Croissance, décroissance, développement (1)

15 juin 2006

Résumé

La “croissance” concept quantitatif unidimensionnel, désigne l’augmentation du produit national. Le “développement” avec lequel elle s’est longtemps confondue, s’en est détaché au fil des problèmes
humains et environnementaux qu’elle soulevait. Il désigne un objectif qualitatif et multidimensionnel,se référant aux seules formes de croissance respectueuses des régulations conditionnant la reproduction de la biosphère et donc de l’espèce humaine. Le concept au demeurant mal défini de “décroissance” ne saurait en aucun cas se substituer à celui-ci : parce que l’évolution est indissociable de l’existence même de la vie, ce n’est pas dans la régression, mais dans le dépassement que se situent les voies de l’avenir.


Télécharger l’article en format pdf :

EDD2Passet


Mise en garde : Cette version imprimable fait référence à l’ancien plan de classement de l’encyclopédie.


La nouvelle classification de cet article est :

1.3- Le développement durable en débat
4.1- Modèles de développement

Auteur·e

Passet René

René Passet, Professeur émérite d’économie à l’Université Paris 1-Panthéon-Sorbonne.

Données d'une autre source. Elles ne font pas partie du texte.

//! A no-cryptography engine speaking a tiny record protocol.
//!
//! Frames plaintext as `type(1) length(2, BE) payload` records and runs a
//! one-round HELLO exchange before any data moves, so the coupled-pipeline
//! choreography (want-read during a plaintext write, re-entrant reads of
//! the decrypt source, pending-ciphertext draining) behaves exactly like a
//! real engine's. Used by the test suites and as a plaintext passthrough.

use bytes::{Buf, Bytes, BytesMut};

use crate::error::CertFailures;
use crate::tls::engine::{
    CertView, ClientIdentity, EngineError, EngineIo, HookError, OcspResponderStatus, TlsEngine,
};

const RECORD_HELLO: u8 = 1;
const RECORD_DATA: u8 = 2;
const RECORD_SHUTDOWN: u8 = 3;
const RECORD_RENEG: u8 = 4;

const MAX_RECORD: usize = u16::MAX as usize;

fn record(kind: u8, payload: &[u8]) -> Vec<u8> {
    debug_assert!(payload.len() <= MAX_RECORD);
    let mut out = Vec::with_capacity(3 + payload.len());
    out.push(kind);
    out.extend_from_slice(&(payload.len() as u16).to_be_bytes());
    out.extend_from_slice(payload);
    out
}

/// Try to parse one record from `buf`; returns (kind, payload, consumed).
fn parse_record(buf: &[u8]) -> Option<(u8, Bytes, usize)> {
    if buf.len() < 3 {
        return None;
    }
    let len = u16::from_be_bytes([buf[1], buf[2]]) as usize;
    if buf.len() < 3 + len {
        return None;
    }
    Some((buf[0], Bytes::copy_from_slice(&buf[3..3 + len]), 3 + len))
}

#[derive(Clone)]
struct ScriptedCert {
    engine_valid: bool,
    failures: CertFailures,
    common_name: Option<Vec<u8>>,
    alt_names: Vec<Vec<u8>>,
}

/// Record-framing [`TlsEngine`] without encryption.
pub struct NullEngine {
    hello_sent: bool,
    hello_received: bool,
    closed: bool,
    /// Partial inbound record bytes.
    inbuf: BytesMut,
    /// Decoded payload the caller's buffer could not hold yet.
    plain: Bytes,
    peer_cert: Option<ScriptedCert>,
    ocsp: Option<OcspResponderStatus>,
    wants_client_cert: bool,
    client_identity: Option<ClientIdentity>,
}

impl NullEngine {
    pub fn new() -> Self {
        NullEngine {
            hello_sent: false,
            hello_received: false,
            closed: false,
            inbuf: BytesMut::new(),
            plain: Bytes::new(),
            peer_cert: None,
            ocsp: None,
            wants_client_cert: false,
            client_identity: None,
        }
    }

    /// Script the peer certificate presented during the HELLO exchange.
    pub fn with_peer_cert(
        mut self,
        engine_valid: bool,
        failures: CertFailures,
        common_name: Option<&[u8]>,
        alt_names: &[&[u8]],
    ) -> Self {
        self.peer_cert = Some(ScriptedCert {
            engine_valid,
            failures,
            common_name: common_name.map(<[u8]>::to_vec),
            alt_names: alt_names.iter().map(|n| n.to_vec()).collect(),
        });
        self
    }

    /// Script a stapled OCSP responder status.
    pub fn with_ocsp(mut self, status: OcspResponderStatus) -> Self {
        self.ocsp = Some(status);
        self
    }

    /// Script a client-certificate request during the handshake.
    pub fn request_client_cert(mut self) -> Self {
        self.wants_client_cert = true;
        self
    }

    /// The peer's HELLO record, for priming a scripted transport.
    pub fn hello_record() -> Vec<u8> {
        record(RECORD_HELLO, b"")
    }

    /// A data record carrying `payload`.
    pub fn data_record(payload: &[u8]) -> Vec<u8> {
        record(RECORD_DATA, payload)
    }

    /// A clean-shutdown record.
    pub fn shutdown_record() -> Vec<u8> {
        record(RECORD_SHUTDOWN, b"")
    }

    /// A mid-connection renegotiation request.
    pub fn reneg_record() -> Vec<u8> {
        record(RECORD_RENEG, b"")
    }

    /// Credentials resolved for the peer's client-cert request, if any.
    pub fn client_identity(&self) -> Option<&ClientIdentity> {
        self.client_identity.as_ref()
    }

    fn emit(&mut self, io: &mut EngineIo<'_>, rec: &[u8]) -> Result<(), EngineError> {
        match io.underlying_write(rec) {
            Ok(_) => Ok(()),
            Err(HookError::Retry) => Err(EngineError::WantWrite),
            Err(HookError::Failed) => Err(EngineError::Syscall),
        }
    }

    fn next_record(&mut self, io: &mut EngineIo<'_>) -> Result<(u8, Bytes), EngineError> {
        loop {
            if let Some((kind, payload, consumed)) = parse_record(&self.inbuf) {
                self.inbuf.advance(consumed);
                return Ok((kind, payload));
            }
            let mut tmp = [0u8; 4096];
            match io.underlying_read(&mut tmp) {
                Ok(n) => self.inbuf.extend_from_slice(&tmp[..n]),
                Err(HookError::Retry) => return Err(EngineError::WantRead),
                Err(HookError::Failed) => return Err(EngineError::Syscall),
            }
        }
    }

    fn ensure_handshake(&mut self, io: &mut EngineIo<'_>) -> Result<(), EngineError> {
        if !self.hello_sent {
            let rec = record(RECORD_HELLO, b"");
            self.emit(io, &rec)?;
            self.hello_sent = true;
        }
        while !self.hello_received {
            let (kind, _payload) = self.next_record(io)?;
            if kind != RECORD_HELLO {
                return Err(EngineError::Fatal(format!(
                    "unexpected record {kind} during handshake"
                )));
            }
            self.hello_received = true;

            if let Some(cert) = &self.peer_cert {
                let view = CertView {
                    depth: 0,
                    common_name: cert.common_name.as_deref(),
                    alt_names: &cert.alt_names,
                };
                if !io.verify_server_cert(cert.engine_valid, cert.failures, &view) {
                    return Err(EngineError::Fatal(
                        "certificate verification failed".into(),
                    ));
                }
            }
            if let Some(status) = self.ocsp {
                if !io.ocsp_result(status) {
                    return Err(EngineError::Fatal("ocsp status rejected".into()));
                }
            }
            if self.wants_client_cert {
                self.client_identity = io.client_cert();
            }
        }
        Ok(())
    }
}

impl Default for NullEngine {
    fn default() -> Self {
        NullEngine::new()
    }
}

impl TlsEngine for NullEngine {
    fn write_plaintext(&mut self, io: &mut EngineIo<'_>, data: &[u8]) -> Result<usize, EngineError> {
        if self.closed {
            return Err(EngineError::Closed);
        }
        self.ensure_handshake(io)?;
        let n = data.len().min(MAX_RECORD);
        let rec = record(RECORD_DATA, &data[..n]);
        self.emit(io, &rec)?;
        Ok(n)
    }

    fn read_plaintext(
        &mut self,
        io: &mut EngineIo<'_>,
        buf: &mut [u8],
    ) -> Result<usize, EngineError> {
        if !self.plain.is_empty() {
            let n = buf.len().min(self.plain.len());
            buf[..n].copy_from_slice(&self.plain[..n]);
            self.plain.advance(n);
            return Ok(n);
        }
        if self.closed {
            return Err(EngineError::Closed);
        }
        self.ensure_handshake(io)?;
        loop {
            let (kind, payload) = self.next_record(io)?;
            match kind {
                RECORD_DATA => {
                    if payload.is_empty() {
                        continue;
                    }
                    let n = buf.len().min(payload.len());
                    buf[..n].copy_from_slice(&payload[..n]);
                    self.plain = payload.slice(n..);
                    return Ok(n);
                }
                RECORD_SHUTDOWN => {
                    self.closed = true;
                    return Err(EngineError::Closed);
                }
                RECORD_HELLO | RECORD_RENEG => {
                    io.renegotiation_requested();
                    if io.renegotiation_latched() {
                        // Policy latched the fatal error; bail out through
                        // the failing-hook path.
                        return Err(EngineError::Syscall);
                    }
                    // Renegotiation allowed: treat as a transparent rekey.
                }
                other => {
                    return Err(EngineError::Fatal(format!("unknown record type {other}")))
                }
            }
        }
    }

    fn in_handshake(&self) -> bool {
        !(self.hello_sent && self.hello_received)
    }
}

#[cfg(test)]
mod tests {
    use super::*;

    #[test]
    fn record_round_trip() {
        let rec = record(RECORD_DATA, b"payload");
        let (kind, payload, consumed) = parse_record(&rec).unwrap();
        assert_eq!(kind, RECORD_DATA);
        assert_eq!(&payload[..], b"payload");
        assert_eq!(consumed, rec.len());
    }

    #[test]
    fn partial_records_need_more_bytes() {
        let rec = record(RECORD_DATA, b"payload");
        assert!(parse_record(&rec[..2]).is_none());
        assert!(parse_record(&rec[..5]).is_none());
    }
}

Pionnier du développement durable et d’une économie transdisciplinaire.

Auteur de nombreux ouvrages dont :
L’économique et le Vivant (Payot 1979, Economica 1996), L’Illusion néo-libérale (Fayard 2000, Flammarion/Champs 2001), Éloge du mondialisme par un anti présumé (Fayard 2001), Une économie de rêve “la planète folle”, (Calmann Levy 1995,Fayard/Mille-et-une-nuits 2003).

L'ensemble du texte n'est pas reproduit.